I'm often asked if I come across Native American artifacts during my historical detecting surveys and unfortunately it's extremely rare. I have no doubt that I've unwittingly crossed dozens of sites over the years and perhaps some of significant historical importance, but the sad fact is that I would never know with just a metal detector. The vast majority of indigenous artifacts are made of materials that have no conductivity and therefore would not register on the detector, but there are two notable exceptions to this.
The first are copper culture artifacts manufactured by tribes thousands of years ago using nuggets of copper dug and worked in their metallic form. Copper culture artifacts center around the Great Lakes and have been known to turn up in central New York, albeit rarely.
The other type, and the subject of this post, are metal objects manufactured and brought to the New World by Europeans specifically for trade with Native American tribes. This practice began almost from the very beginning of a European presence in the Americas. Indeed, the Desoto expedition of 1540 noted that they found European iron axes, beads, and rosaries already in native villages.
While I've long been aware of these relics existence, it's important to note that actually finding one is extraordinarily rare. For starters the bulk of this trade occurred during the 16th and 17th centuries, well before extensive European settlement in the New World had occurred. And as European settlement did expand, Native Americans were pushed progressively further and further westward so trade often took place along then-wilderness boundaries like Ontario and Michigan. It's also important to keep in mind that by design these pieces were considered precious by their owners; losing one would not have been a common occurrence.
So you can imagine that when I turned up just such and artifact this past year I was shocked, and more than a little skeptical that I had indeed found a trade artifact.
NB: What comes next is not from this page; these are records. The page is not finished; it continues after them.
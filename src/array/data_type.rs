//! Zarr data types.
//!
//! See <https://zarr-specs.readthedocs.io/en/latest/v3/core/v3.0.html#data-types>.

use derive_more::From;
use thiserror::Error;

use crate::config::global_config;
use crate::metadata::v3::{FillValueFloat, FillValueFloatStringNonFinite, FillValueMetadata, MetadataV3};

use super::FillValue;

/// A data type.
///
/// Covers the Zarr V3 core fixed-width scalar data types.
#[derive(Copy, Clone, Debug, Eq, PartialEq)]
pub enum DataType {
    /// `bool` Boolean.
    Bool,
    /// `int8` Integer in `[-2^7, 2^7-1]`.
    Int8,
    /// `int16` Integer in `[-2^15, 2^15-1]`.
    Int16,
    /// `int32` Integer in `[-2^31, 2^31-1]`.
    Int32,
    /// `int64` Integer in `[-2^63, 2^63-1]`.
    Int64,
    /// `uint8` Integer in `[0, 2^8-1]`.
    UInt8,
    /// `uint16` Integer in `[0, 2^16-1]`.
    UInt16,
    /// `uint32` Integer in `[0, 2^32-1]`.
    UInt32,
    /// `uint64` Integer in `[0, 2^64-1]`.
    UInt64,
    /// `float32` IEEE 754 single-precision floating point.
    Float32,
    /// `float64` IEEE 754 double-precision floating point.
    Float64,
}

/// An unsupported data type error.
#[derive(Debug, Error, From)]
#[error("unsupported data type {_0}")]
pub struct UnsupportedDataTypeError(String);

/// A fill value metadata incompatibility error.
#[derive(Debug, Error)]
#[error("incompatible fill value {1} for data type {0}")]
pub struct IncompatibleFillValueMetadataError(String, FillValueMetadata);

impl core::fmt::Display for DataType {
    fn fmt(&self, f: &mut core::fmt::Formatter<'_>) -> core::fmt::Result {
        write!(f, "{}", self.name())
    }
}

impl DataType {
    /// Returns the name.
    #[must_use]
    pub const fn name(&self) -> &'static str {
        match self {
            Self::Bool => "bool",
            Self::Int8 => "int8",
            Self::Int16 => "int16",
            Self::Int32 => "int32",
            Self::Int64 => "int64",
            Self::UInt8 => "uint8",
            Self::UInt16 => "uint16",
            Self::UInt32 => "uint32",
            Self::UInt64 => "uint64",
            Self::Float32 => "float32",
            Self::Float64 => "float64",
        }
    }

    /// Returns the metadata.
    #[must_use]
    pub fn metadata(&self) -> MetadataV3 {
        MetadataV3::new(self.name())
    }

    /// Returns the size in bytes of an element of this data type.
    #[must_use]
    pub const fn size(&self) -> usize {
        match self {
            Self::Bool | Self::Int8 | Self::UInt8 => 1,
            Self::Int16 | Self::UInt16 => 2,
            Self::Int32 | Self::UInt32 | Self::Float32 => 4,
            Self::Int64 | Self::UInt64 | Self::Float64 => 8,
        }
    }

    /// Returns true for signed integer and floating point data types.
    #[must_use]
    pub const fn is_signed(&self) -> bool {
        matches!(
            self,
            Self::Int8 | Self::Int16 | Self::Int32 | Self::Int64 | Self::Float32 | Self::Float64
        )
    }

    /// Create a data type from metadata.
    ///
    /// # Errors
    /// Returns [`UnsupportedDataTypeError`] if the metadata name is not a core data type.
    pub fn from_metadata(metadata: &MetadataV3) -> Result<Self, UnsupportedDataTypeError> {
        match metadata.name() {
            "bool" => Ok(Self::Bool),
            "int8" => Ok(Self::Int8),
            "int16" => Ok(Self::Int16),
            "int32" => Ok(Self::Int32),
            "int64" => Ok(Self::Int64),
            "uint8" => Ok(Self::UInt8),
            "uint16" => Ok(Self::UInt16),
            "uint32" => Ok(Self::UInt32),
            "uint64" => Ok(Self::UInt64),
            "float32" => Ok(Self::Float32),
            "float64" => Ok(Self::Float64),
            name => Err(UnsupportedDataTypeError(name.to_string())),
        }
    }

    /// The default fill value used when array metadata does not specify one.
    #[must_use]
    pub fn default_fill_value(&self) -> FillValue {
        match self {
            Self::Bool => FillValue::from(false),
            Self::Int8 => FillValue::from(-127_i8),
            Self::Int16 => FillValue::from(-32767_i16),
            Self::Int32 => FillValue::from(-2_147_483_647_i32),
            Self::Int64 => FillValue::from(i64::MAX),
            Self::UInt8 => FillValue::from(u8::MAX),
            Self::UInt16 => FillValue::from(u16::MAX),
            Self::UInt32 => FillValue::from(u32::MAX),
            Self::UInt64 => FillValue::from(u64::MAX),
            Self::Float32 => FillValue::from(9.969_209_968_386_869e36_f32),
            Self::Float64 => FillValue::from(9.969_209_968_386_869e36_f64),
        }
    }

    /// Create a fill value from metadata.
    ///
    /// # Errors
    /// Returns [`IncompatibleFillValueMetadataError`] if the fill value is incompatible with the data type.
    pub fn fill_value_from_metadata(
        &self,
        fill_value: &FillValueMetadata,
    ) -> Result<FillValue, IncompatibleFillValueMetadataError> {
        let err = || IncompatibleFillValueMetadataError(self.name().to_string(), fill_value.clone());
        match self {
            Self::Bool => Ok(FillValue::from(fill_value.try_as_bool().ok_or_else(err)?)),
            Self::Int8 => Ok(FillValue::from(
                fill_value.try_as_int::<i8>().ok_or_else(err)?,
            )),
            Self::Int16 => Ok(FillValue::from(
                fill_value.try_as_int::<i16>().ok_or_else(err)?,
            )),
            Self::Int32 => Ok(FillValue::from(
                fill_value.try_as_int::<i32>().ok_or_else(err)?,
            )),
            Self::Int64 => Ok(FillValue::from(
                fill_value.try_as_int::<i64>().ok_or_else(err)?,
            )),
            Self::UInt8 => Ok(FillValue::from(
                fill_value.try_as_uint::<u8>().ok_or_else(err)?,
            )),
            Self::UInt16 => Ok(FillValue::from(
                fill_value.try_as_uint::<u16>().ok_or_else(err)?,
            )),
            Self::UInt32 => Ok(FillValue::from(
                fill_value.try_as_uint::<u32>().ok_or_else(err)?,
            )),
            Self::UInt64 => Ok(FillValue::from(
                fill_value.try_as_uint::<u64>().ok_or_else(err)?,
            )),
            Self::Float32 => Ok(FillValue::from(fill_value.try_as_f32().ok_or_else(err)?)),
            Self::Float64 => Ok(FillValue::from(fill_value.try_as_f64().ok_or_else(err)?)),
        }
    }

    /// Create fill value metadata from a fill value.
    ///
    /// Returns [`None`] if the fill value size does not match the data type size.
    #[must_use]
    pub fn metadata_fill_value(&self, fill_value: &FillValue) -> Option<FillValueMetadata> {
        let bytes = fill_value.as_ne_bytes();
        if bytes.len() != self.size() {
            return None;
        }
        Some(match self {
            Self::Bool => FillValueMetadata::Bool(bytes[0] != 0),
            Self::Int8 => FillValueMetadata::Int(i64::from(i8::from_ne_bytes([bytes[0]]))),
            Self::Int16 => {
                FillValueMetadata::Int(i64::from(i16::from_ne_bytes(bytes.try_into().ok()?)))
            }
            Self::Int32 => {
                FillValueMetadata::Int(i64::from(i32::from_ne_bytes(bytes.try_into().ok()?)))
            }
            Self::Int64 => FillValueMetadata::Int(i64::from_ne_bytes(bytes.try_into().ok()?)),
            Self::UInt8 => FillValueMetadata::UInt(u64::from(bytes[0])),
            Self::UInt16 => {
                FillValueMetadata::UInt(u64::from(u16::from_ne_bytes(bytes.try_into().ok()?)))
            }
            Self::UInt32 => {
                FillValueMetadata::UInt(u64::from(u32::from_ne_bytes(bytes.try_into().ok()?)))
            }
            Self::UInt64 => FillValueMetadata::UInt(u64::from_ne_bytes(bytes.try_into().ok()?)),
            Self::Float32 => float_fill_value_metadata(f64::from(f32::from_ne_bytes(
                bytes.try_into().ok()?,
            ))),
            Self::Float64 => float_fill_value_metadata(f64::from_ne_bytes(bytes.try_into().ok()?)),
        })
    }

    /// Check if a single element (in native endian bytes) matches the fill value.
    ///
    /// Floating point elements match approximately within `sqrt(machine epsilon)` (relative) unless
    /// [approximate fill value matching](crate::config::Config#approximate-fill-value-match) is disabled.
    ///
    /// # Panics
    /// Panics if the length of `element` does not equal the data type size.
    #[must_use]
    pub fn element_is_fill_value(&self, fill_value: &FillValue, element: &[u8]) -> bool {
        assert_eq!(element.len(), self.size());
        if element == fill_value.as_ne_bytes() {
            return true;
        }
        match self {
            Self::Float32 => {
                let x = f32::from_ne_bytes(element.try_into().unwrap());
                let fill = f32::from_ne_bytes(fill_value.as_ne_bytes().try_into().unwrap());
                floats_match(f64::from(x), f64::from(fill), f64::from(f32::EPSILON).sqrt())
            }
            Self::Float64 => {
                let x = f64::from_ne_bytes(element.try_into().unwrap());
                let fill = f64::from_ne_bytes(fill_value.as_ne_bytes().try_into().unwrap());
                floats_match(x, fill, f64::EPSILON.sqrt())
            }
            _ => false,
        }
    }

    /// Check if every element of `bytes` matches the fill value.
    ///
    /// # Panics
    /// Panics if the length of `bytes` is not a multiple of the data type size.
    #[must_use]
    pub fn all_fill_value(&self, fill_value: &FillValue, bytes: &[u8]) -> bool {
        assert_eq!(bytes.len() % self.size(), 0);
        if fill_value.equals_all(bytes) {
            return true;
        }
        matches!(self, Self::Float32 | Self::Float64)
            && bytes
                .chunks_exact(self.size())
                .all(|element| self.element_is_fill_value(fill_value, element))
    }
}

fn floats_match(x: f64, fill: f64, tolerance: f64) -> bool {
    if x.is_nan() && fill.is_nan() {
        return true;
    }
    if !global_config().approximate_fill_value_match() {
        return false;
    }
    (x - fill).abs() <= tolerance * x.abs().max(fill.abs())
}

fn float_fill_value_metadata(float: f64) -> FillValueMetadata {
    FillValueMetadata::Float(if float.is_nan() {
        FillValueFloat::NonFinite(FillValueFloatStringNonFinite::NaN)
    } else if float == f64::INFINITY {
        FillValueFloat::NonFinite(FillValueFloatStringNonFinite::PosInfinity)
    } else if float == f64::NEG_INFINITY {
        FillValueFloat::NonFinite(FillValueFloatStringNonFinite::NegInfinity)
    } else {
        FillValueFloat::Float(float)
    })
}

#[cfg(test)]
mod tests {
    use super::*;

    #[test]
    fn data_type_names() {
        for data_type in [
            DataType::Bool,
            DataType::Int8,
            DataType::Int16,
            DataType::Int32,
            DataType::Int64,
            DataType::UInt8,
            DataType::UInt16,
            DataType::UInt32,
            DataType::UInt64,
            DataType::Float32,
            DataType::Float64,
        ] {
            assert_eq!(
                DataType::from_metadata(&data_type.metadata()).unwrap(),
                data_type
            );
        }
        assert!(DataType::from_metadata(&MetadataV3::new("complex64")).is_err());
    }

    #[test]
    fn data_type_sizes() {
        assert_eq!(DataType::Bool.size(), 1);
        assert_eq!(DataType::Int16.size(), 2);
        assert_eq!(DataType::Float32.size(), 4);
        assert_eq!(DataType::UInt64.size(), 8);
    }

    #[test]
    fn default_fill_values() {
        assert_eq!(DataType::Bool.default_fill_value(), FillValue::from(false));
        assert_eq!(DataType::Int8.default_fill_value(), FillValue::from(-127_i8));
        assert_eq!(
            DataType::Int32.default_fill_value(),
            FillValue::from(-2_147_483_647_i32)
        );
        assert_eq!(
            DataType::Int64.default_fill_value(),
            FillValue::from(i64::MAX)
        );
        assert_eq!(
            DataType::UInt64.default_fill_value(),
            FillValue::from(u64::MAX)
        );
        assert_eq!(
            DataType::Float64.default_fill_value(),
            FillValue::from(9.969_209_968_386_869e36_f64)
        );
    }

    #[test]
    fn fill_value_from_metadata() {
        let fill_value = DataType::Int32
            .fill_value_from_metadata(&FillValueMetadata::Int(-99))
            .unwrap();
        assert_eq!(fill_value, FillValue::from(-99_i32));
        assert!(DataType::UInt8
            .fill_value_from_metadata(&FillValueMetadata::Int(-1))
            .is_err());
        assert!(DataType::Bool
            .fill_value_from_metadata(&FillValueMetadata::Int(0))
            .is_err());
    }

    #[test]
    fn element_is_fill_value_approximate() {
        let data_type = DataType::Float64;
        let fill_value = data_type.default_fill_value();
        let fill = 9.969_209_968_386_869e36_f64;
        assert!(data_type.element_is_fill_value(&fill_value, &fill.to_ne_bytes()));
        // within sqrt(eps) relative tolerance of the sentinel
        let near = fill * (1.0 + 1e-9);
        assert!(data_type.element_is_fill_value(&fill_value, &near.to_ne_bytes()));
        let far = fill * 1.5;
        assert!(!data_type.element_is_fill_value(&fill_value, &far.to_ne_bytes()));
    }

    #[test]
    fn all_fill_value() {
        let data_type = DataType::Int32;
        let fill_value = FillValue::from(-1_i32);
        let bytes: Vec<u8> = [-1_i32, -1, -1]
            .iter()
            .flat_map(|v| v.to_ne_bytes())
            .collect();
        assert!(data_type.all_fill_value(&fill_value, &bytes));
        let bytes: Vec<u8> = [-1_i32, 0, -1]
            .iter()
            .flat_map(|v| v.to_ne_bytes())
            .collect();
        assert!(!data_type.all_fill_value(&fill_value, &bytes));
    }
}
The above artifact is the piece in question. I was surveying about two acres of flat ground rising above a bend in the Kinderhook River when it popped up. It's a particularly odd spot that towers 20 feet over the river on three sides and has an even higher ridge isolating it along the fourth. The ground is almost perfectly flat, but very sandy so all but useless for farming. I was only spending extensive time detecting there because I had stumbled on the site of a late 19th century campsite and was gleefully pulling coins out of the ground left and right.
There were a small number of 19th century iron relics too, including a horseshoe and shovel handle, but not enough that any structure was indicated. The axe head appeared well away from the coin scatter on one of my wide sweeps. At first glance it seemed like any other small hatchet so I gave it little attention at the time. It wasn't until I cleaned off the dirt back at home that I noticed the faint touchmarks under the rust.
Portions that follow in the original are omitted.